* Exercise *
Records follow. Pull out every line that contains "never".

Collected data:
:::
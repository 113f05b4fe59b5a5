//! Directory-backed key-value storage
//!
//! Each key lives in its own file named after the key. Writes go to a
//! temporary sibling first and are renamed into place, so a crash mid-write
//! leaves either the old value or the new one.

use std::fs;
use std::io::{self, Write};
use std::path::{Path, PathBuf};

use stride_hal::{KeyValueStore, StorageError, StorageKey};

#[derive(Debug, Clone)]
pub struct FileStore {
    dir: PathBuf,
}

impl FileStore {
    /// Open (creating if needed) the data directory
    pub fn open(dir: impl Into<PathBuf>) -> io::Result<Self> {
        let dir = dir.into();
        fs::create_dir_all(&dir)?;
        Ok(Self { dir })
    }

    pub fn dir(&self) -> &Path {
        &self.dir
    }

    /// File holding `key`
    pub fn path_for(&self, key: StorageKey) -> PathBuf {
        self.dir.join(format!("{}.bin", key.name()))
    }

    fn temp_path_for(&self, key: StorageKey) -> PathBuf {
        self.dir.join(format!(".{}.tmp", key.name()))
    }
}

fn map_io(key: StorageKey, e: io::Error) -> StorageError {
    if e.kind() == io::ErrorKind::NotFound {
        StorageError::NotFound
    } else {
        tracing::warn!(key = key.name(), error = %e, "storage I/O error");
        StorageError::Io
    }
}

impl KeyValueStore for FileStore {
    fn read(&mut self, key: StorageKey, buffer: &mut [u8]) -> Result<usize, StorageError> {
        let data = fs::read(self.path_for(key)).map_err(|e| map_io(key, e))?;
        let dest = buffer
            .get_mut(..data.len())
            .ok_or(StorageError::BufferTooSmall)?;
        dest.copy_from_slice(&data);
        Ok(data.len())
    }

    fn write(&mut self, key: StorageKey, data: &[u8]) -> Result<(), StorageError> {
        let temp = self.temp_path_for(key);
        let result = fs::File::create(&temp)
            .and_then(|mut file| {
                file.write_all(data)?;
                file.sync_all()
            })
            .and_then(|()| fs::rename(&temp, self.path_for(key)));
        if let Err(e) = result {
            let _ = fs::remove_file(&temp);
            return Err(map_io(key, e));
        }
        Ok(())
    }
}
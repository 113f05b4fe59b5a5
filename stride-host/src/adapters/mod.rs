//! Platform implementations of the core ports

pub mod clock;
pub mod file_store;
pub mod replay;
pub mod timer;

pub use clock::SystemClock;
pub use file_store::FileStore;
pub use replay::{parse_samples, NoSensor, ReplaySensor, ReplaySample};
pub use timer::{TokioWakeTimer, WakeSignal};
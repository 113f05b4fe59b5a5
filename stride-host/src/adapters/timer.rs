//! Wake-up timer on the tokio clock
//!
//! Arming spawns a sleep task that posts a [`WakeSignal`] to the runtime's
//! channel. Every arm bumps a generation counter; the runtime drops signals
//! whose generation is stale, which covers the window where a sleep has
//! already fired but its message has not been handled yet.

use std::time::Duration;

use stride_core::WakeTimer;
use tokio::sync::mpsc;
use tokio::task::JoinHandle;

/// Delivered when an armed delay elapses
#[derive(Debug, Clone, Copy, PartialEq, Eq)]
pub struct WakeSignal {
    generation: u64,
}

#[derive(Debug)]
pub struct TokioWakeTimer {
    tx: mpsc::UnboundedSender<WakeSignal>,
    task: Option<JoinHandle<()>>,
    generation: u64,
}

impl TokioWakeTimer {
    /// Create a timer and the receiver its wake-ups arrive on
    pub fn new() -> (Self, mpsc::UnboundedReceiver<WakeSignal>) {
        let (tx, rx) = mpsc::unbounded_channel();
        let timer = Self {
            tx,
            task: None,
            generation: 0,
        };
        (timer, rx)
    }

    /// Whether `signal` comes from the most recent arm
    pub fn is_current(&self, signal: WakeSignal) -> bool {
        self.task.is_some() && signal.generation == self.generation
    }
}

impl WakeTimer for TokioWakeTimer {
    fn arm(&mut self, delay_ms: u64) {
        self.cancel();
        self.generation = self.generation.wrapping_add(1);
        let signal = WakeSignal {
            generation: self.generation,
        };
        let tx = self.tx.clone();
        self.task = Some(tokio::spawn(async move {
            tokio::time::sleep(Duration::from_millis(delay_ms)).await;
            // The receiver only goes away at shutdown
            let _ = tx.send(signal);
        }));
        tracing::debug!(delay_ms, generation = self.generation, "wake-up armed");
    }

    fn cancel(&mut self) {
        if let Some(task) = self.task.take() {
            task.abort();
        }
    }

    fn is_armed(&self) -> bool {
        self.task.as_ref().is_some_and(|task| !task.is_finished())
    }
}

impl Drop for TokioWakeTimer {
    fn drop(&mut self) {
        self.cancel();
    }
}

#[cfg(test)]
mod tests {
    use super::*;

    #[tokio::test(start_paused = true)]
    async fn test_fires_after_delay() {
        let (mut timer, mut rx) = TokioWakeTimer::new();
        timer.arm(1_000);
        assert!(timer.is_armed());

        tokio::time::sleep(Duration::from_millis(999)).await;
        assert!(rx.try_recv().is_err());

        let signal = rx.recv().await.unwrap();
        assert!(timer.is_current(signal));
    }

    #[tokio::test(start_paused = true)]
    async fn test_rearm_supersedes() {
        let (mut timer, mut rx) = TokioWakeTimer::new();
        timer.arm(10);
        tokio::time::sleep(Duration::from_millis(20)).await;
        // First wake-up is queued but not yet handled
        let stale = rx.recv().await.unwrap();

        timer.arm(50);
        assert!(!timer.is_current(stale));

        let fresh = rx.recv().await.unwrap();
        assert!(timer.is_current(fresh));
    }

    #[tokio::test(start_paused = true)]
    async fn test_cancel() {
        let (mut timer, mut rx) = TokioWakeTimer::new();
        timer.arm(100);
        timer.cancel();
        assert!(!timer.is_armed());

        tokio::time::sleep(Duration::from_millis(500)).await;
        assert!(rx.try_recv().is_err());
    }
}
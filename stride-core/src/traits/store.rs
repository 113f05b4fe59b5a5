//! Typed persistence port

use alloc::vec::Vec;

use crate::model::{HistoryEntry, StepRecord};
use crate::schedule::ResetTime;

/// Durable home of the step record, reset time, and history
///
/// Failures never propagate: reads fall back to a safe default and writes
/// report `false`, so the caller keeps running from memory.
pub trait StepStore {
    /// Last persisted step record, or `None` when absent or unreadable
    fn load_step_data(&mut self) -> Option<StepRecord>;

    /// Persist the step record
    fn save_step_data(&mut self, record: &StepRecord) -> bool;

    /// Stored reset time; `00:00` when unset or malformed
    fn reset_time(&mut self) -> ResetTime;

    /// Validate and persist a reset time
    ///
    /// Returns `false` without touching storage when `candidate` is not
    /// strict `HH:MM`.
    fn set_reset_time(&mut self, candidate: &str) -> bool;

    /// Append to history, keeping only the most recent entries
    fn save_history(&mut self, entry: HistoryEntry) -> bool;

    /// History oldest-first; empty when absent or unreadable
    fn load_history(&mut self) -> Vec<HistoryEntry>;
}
:::
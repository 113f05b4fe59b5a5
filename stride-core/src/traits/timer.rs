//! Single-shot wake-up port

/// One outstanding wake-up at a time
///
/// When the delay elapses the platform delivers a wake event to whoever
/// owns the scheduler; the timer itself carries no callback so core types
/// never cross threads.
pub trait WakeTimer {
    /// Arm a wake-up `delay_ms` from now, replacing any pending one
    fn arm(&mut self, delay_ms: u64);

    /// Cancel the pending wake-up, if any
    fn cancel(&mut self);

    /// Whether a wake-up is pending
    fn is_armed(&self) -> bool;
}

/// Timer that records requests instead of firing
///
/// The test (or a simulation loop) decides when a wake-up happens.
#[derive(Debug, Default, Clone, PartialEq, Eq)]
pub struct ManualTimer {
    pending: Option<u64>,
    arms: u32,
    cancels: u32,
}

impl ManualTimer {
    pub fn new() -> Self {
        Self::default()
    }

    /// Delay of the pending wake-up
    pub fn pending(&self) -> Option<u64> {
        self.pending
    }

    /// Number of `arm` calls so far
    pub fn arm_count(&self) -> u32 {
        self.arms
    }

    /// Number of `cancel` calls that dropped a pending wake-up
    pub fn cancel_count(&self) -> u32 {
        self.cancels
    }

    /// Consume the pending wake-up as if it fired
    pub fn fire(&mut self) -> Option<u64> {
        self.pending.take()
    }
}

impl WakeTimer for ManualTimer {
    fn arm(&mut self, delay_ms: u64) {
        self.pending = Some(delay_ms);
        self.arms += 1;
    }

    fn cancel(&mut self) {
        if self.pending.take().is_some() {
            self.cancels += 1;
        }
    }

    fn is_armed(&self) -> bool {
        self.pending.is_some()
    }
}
:::
* Response *
/// Failures never propagate: reads fall back to a safe default and writes
/// never cross threads.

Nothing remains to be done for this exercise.